Alessandro Maria Morelli; Silvia Ravera; Isabella Panfoli

doi:10.1098/rsob.200224

. 2020 Oct 21;10(10):200224. doi: 10.1098/rsob.200224

The aerobic mitochondrial ATP synthesis from a comprehensive point of view

Alessandro Maria Morelli ^1,^✉, Silvia Ravera ², Isabella Panfoli ¹

PMCID: PMC7653358 PMID: 33081639

Abstract

Most of the ATP to satisfy the energetic demands of the cell is produced by the F₁F_o-ATP synthase (ATP synthase) which can also function outside the mitochondria. Active oxidative phosphorylation (OxPhos) was shown to operate in the photoreceptor outer segment, myelin sheath, exosomes, microvesicles, cell plasma membranes and platelets. The mitochondria would possess the exclusive ability to assemble the OxPhos molecular machinery so to share it with the endoplasmic reticulum (ER) and eventually export the ability to aerobically synthesize ATP in true extra-mitochondrial districts. The ER lipid rafts expressing OxPhos components is indicative of the close contact of the two organelles, bearing different evolutionary origins, to maximize the OxPhos efficiency, exiting in molecular transfer from the mitochondria to the ER. This implies that its malfunctioning could trigger a generalized oxidative stress. This is consistent with the most recent interpretations of the evolutionary symbiotic process whose necessary prerequisite appears to be the presence of the internal membrane system inside the eukaryote precursor, of probable archaeal origin allowing the engulfing of the α-proteobacterial precursor of mitochondria. The process of OxPhos in myelin is here studied in depth. A model is provided contemplating the biface arrangement of the nanomotor ATP synthase in the myelin sheath.
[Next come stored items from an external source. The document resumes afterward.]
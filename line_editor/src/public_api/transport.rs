// Copyright (c) 2024-2025 R3BL LLC. Licensed under Apache License, Version 2.0.

use crate::{Buffer, Frame, InboundMessage, OutboundMessage, StdMutex, TransportError,
            json_serde, line_io};
use miette::IntoDiagnostic;
use std::{sync::Arc, time::Duration};
use strum_macros::Display;
use tokio::{io::{AsyncRead, AsyncWrite, AsyncWriteExt, BufReader, BufWriter},
            net::{TcpStream, ToSocketAddrs},
            sync::mpsc::{UnboundedReceiver, UnboundedSender, unbounded_channel},
            task::JoinHandle};

pub type InboundSender = UnboundedSender<InboundMessage>;
pub type InboundReceiver = UnboundedReceiver<InboundMessage>;

pub type SafeReadyState = Arc<StdMutex<ReadyState>>;

/// Connection state, with the same four phases a browser socket goes through.
#[derive(Debug, Clone, Copy, PartialEq, Eq, Display)]
pub enum ReadyState {
    Connecting,
    Open,
    Closing,
    Closed,
}

/// How long the binary waits for the peer before it runs disconnected.
pub const CONNECT_TIMEOUT: Duration = Duration::from_secs(3);

/// The outbound half of the bridge to the peer. Inbound messages arrive separately, on
/// the [`InboundReceiver`] handed out when the transport is created.
pub trait Transport {
    fn ready_state(&self) -> ReadyState;

    /// Queue a message for the peer. This does not wait for the bytes to hit the wire.
    ///
    /// # Errors
    ///
    /// Returns an error if the transport is not [`ReadyState::Open`], the message can't
    /// be serialized, or the writer task is gone.
    fn send(&mut self, message: &OutboundMessage) -> Result<(), TransportError>;
}

/// Newline delimited JSON over any byte stream, usually a [`TcpStream`].
///
/// There is one writer task, which drains an unbounded channel of encoded frames, and
/// one reader task, which decodes frames into [`InboundMessage`]s. Either task moves the
/// state to [`ReadyState::Closed`] when its half of the stream ends or fails.
#[derive(Debug)]
pub struct ChannelTransport {
    ready_state: SafeReadyState,
    outbound_sender: Option<UnboundedSender<Buffer>>,
    reader_task: Option<JoinHandle<()>>,
}

impl ChannelTransport {
    /// Start the reader and writer tasks on an already connected stream.
    pub fn spawn<R, W>(read_half: R, write_half: W) -> (Self, InboundReceiver)
    where
        R: AsyncRead + Unpin + Send + 'static,
        W: AsyncWrite + Unpin + Send + 'static,
    {
        let ready_state: SafeReadyState = Arc::new(StdMutex::new(ReadyState::Open));
        let (outbound_sender, outbound_receiver) = unbounded_channel::<Buffer>();
        let (inbound_sender, inbound_receiver) = unbounded_channel::<InboundMessage>();

        tokio::spawn(run_writer_task(
            write_half,
            outbound_receiver,
            ready_state.clone(),
        ));
        let reader_task = tokio::spawn(run_reader_task(
            read_half,
            inbound_sender,
            ready_state.clone(),
        ));

        (
            Self {
                ready_state,
                outbound_sender: Some(outbound_sender),
                reader_task: Some(reader_task),
            },
            inbound_receiver,
        )
    }

    /// Connect over TCP, giving up after `timeout`.
    ///
    /// # Errors
    ///
    /// Returns an error if the connection can't be made, or isn't made in time.
    pub async fn try_connect(
        addr: impl ToSocketAddrs,
        timeout: Duration,
    ) -> miette::Result<(Self, InboundReceiver)> {
        let stream = tokio::time::timeout(timeout, TcpStream::connect(addr))
            .await
            .map_err(|_| miette::miette!("connect timed out after {timeout:?}"))?
            .into_diagnostic()?;
        let (read_half, write_half) = stream.into_split();
        Ok(Self::spawn(read_half, write_half))
    }

    /// A transport that is, and stays, [`ReadyState::Closed`]. Committed lines are
    /// dropped and nothing ever arrives.
    #[must_use]
    pub fn disconnected() -> (Self, InboundReceiver) {
        let (_inbound_sender, inbound_receiver) = unbounded_channel::<InboundMessage>();
        (
            Self {
                ready_state: Arc::new(StdMutex::new(ReadyState::Closed)),
                outbound_sender: None,
                reader_task: None,
            },
            inbound_receiver,
        )
    }
}

impl Transport for ChannelTransport {
    fn ready_state(&self) -> ReadyState { read_state(&self.ready_state) }

    fn send(&mut self, message: &OutboundMessage) -> Result<(), TransportError> {
        let state = self.ready_state();
        if state != ReadyState::Open {
            return Err(TransportError::NotOpen(state));
        }

        let payload_buffer = json_serde::try_serialize(message)
            .map_err(|report| TransportError::Serialize(report.to_string()))?;

        let Some(sender) = &self.outbound_sender else {
            return Err(TransportError::ChannelClosed);
        };
        sender
            .send(payload_buffer)
            .map_err(|_| TransportError::ChannelClosed)
    }
}

impl Drop for ChannelTransport {
    fn drop(&mut self) {
        // Closing the channel lets the writer task flush and shut down on its own.
        self.outbound_sender = None;
        if let Some(reader_task) = self.reader_task.take() {
            reader_task.abort();
        }
    }
}

fn read_state(ready_state: &SafeReadyState) -> ReadyState {
    ready_state
        .lock()
        .map_or(ReadyState::Closed, |guard| *guard)
}

fn set_state(ready_state: &SafeReadyState, new_state: ReadyState) {
    if let Ok(mut guard) = ready_state.lock() {
        tracing::debug!(message = "transport state", from = %*guard, to = %new_state);
        *guard = new_state;
    }
}

async fn run_writer_task<W: AsyncWrite + Unpin>(
    write_half: W,
    mut outbound_receiver: UnboundedReceiver<Buffer>,
    ready_state: SafeReadyState,
) {
    let mut buf_writer = BufWriter::new(write_half);

    while let Some(payload_buffer) = outbound_receiver.recv().await {
        if let Err(report) = line_io::try_write_frame(&mut buf_writer, &payload_buffer).await
        {
            tracing::warn!(message = "could not write to peer", error = %report);
            set_state(&ready_state, ReadyState::Closed);
            return;
        }
    }

    set_state(&ready_state, ReadyState::Closing);
    if let Err(err) = buf_writer.shutdown().await {
        tracing::debug!(message = "shutdown of write half failed", error = %err);
    }
    set_state(&ready_state, ReadyState::Closed);
}

async fn run_reader_task<R: AsyncRead + Unpin>(
    read_half: R,
    inbound_sender: InboundSender,
    ready_state: SafeReadyState,
) {
    let mut buf_reader = BufReader::new(read_half);

    loop {
        match line_io::try_read_frame(&mut buf_reader).await {
            Ok(Some(Frame::Line(payload_buffer))) => {
                if payload_buffer.iter().all(u8::is_ascii_whitespace) {
                    continue;
                }
                match json_serde::try_deserialize::<InboundMessage>(&payload_buffer) {
                    Ok(message) => {
                        if inbound_sender.send(message).is_err() {
                            // Nobody is listening anymore.
                            return;
                        }
                    }
                    Err(report) => {
                        tracing::warn!(
                            message = "dropping malformed inbound message",
                            error = %report,
                            payload = %String::from_utf8_lossy(&payload_buffer),
                        );
                    }
                }
            }
            Ok(Some(Frame::Oversized(size))) => {
                tracing::warn!(message = "dropping oversized inbound frame", size);
            }
            Ok(None) => {
                tracing::debug!(message = "peer closed the connection");
                break;
            }
            Err(report) => {
                tracing::warn!(message = "could not read from peer", error = %report);
                break;
            }
        }
    }

    set_state(&ready_state, ReadyState::Closed);
}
Keywords: ATP synthase, mitochondria, endoplasmic reticulum, myelin, oxidative phosphorylation, extra-mitochondrial

1. Introduction

Continual chemical energy supply in the form of ATP is vital for cellular function. Several catabolic pathways are involved in ATP production, even though the enzyme F₁F_o-ATP synthase (ATP synthase) remains responsible for most of its generation during the aerobic catabolism of glucose [1]. ATP synthase is coupled to the electron transport chain in the oxidative phosphorylation (OxPhos) pathway [2]. The electrons coming from the reduced coenzymes, namely NADH and FADH₂, are delivered to molecular oxygen by the four respiratory complexes. The considerable amount of energy gathered from the electron transport chain (ETC) generates a proton current, which is coupled to an ATP synthase nanomachine for ATP production.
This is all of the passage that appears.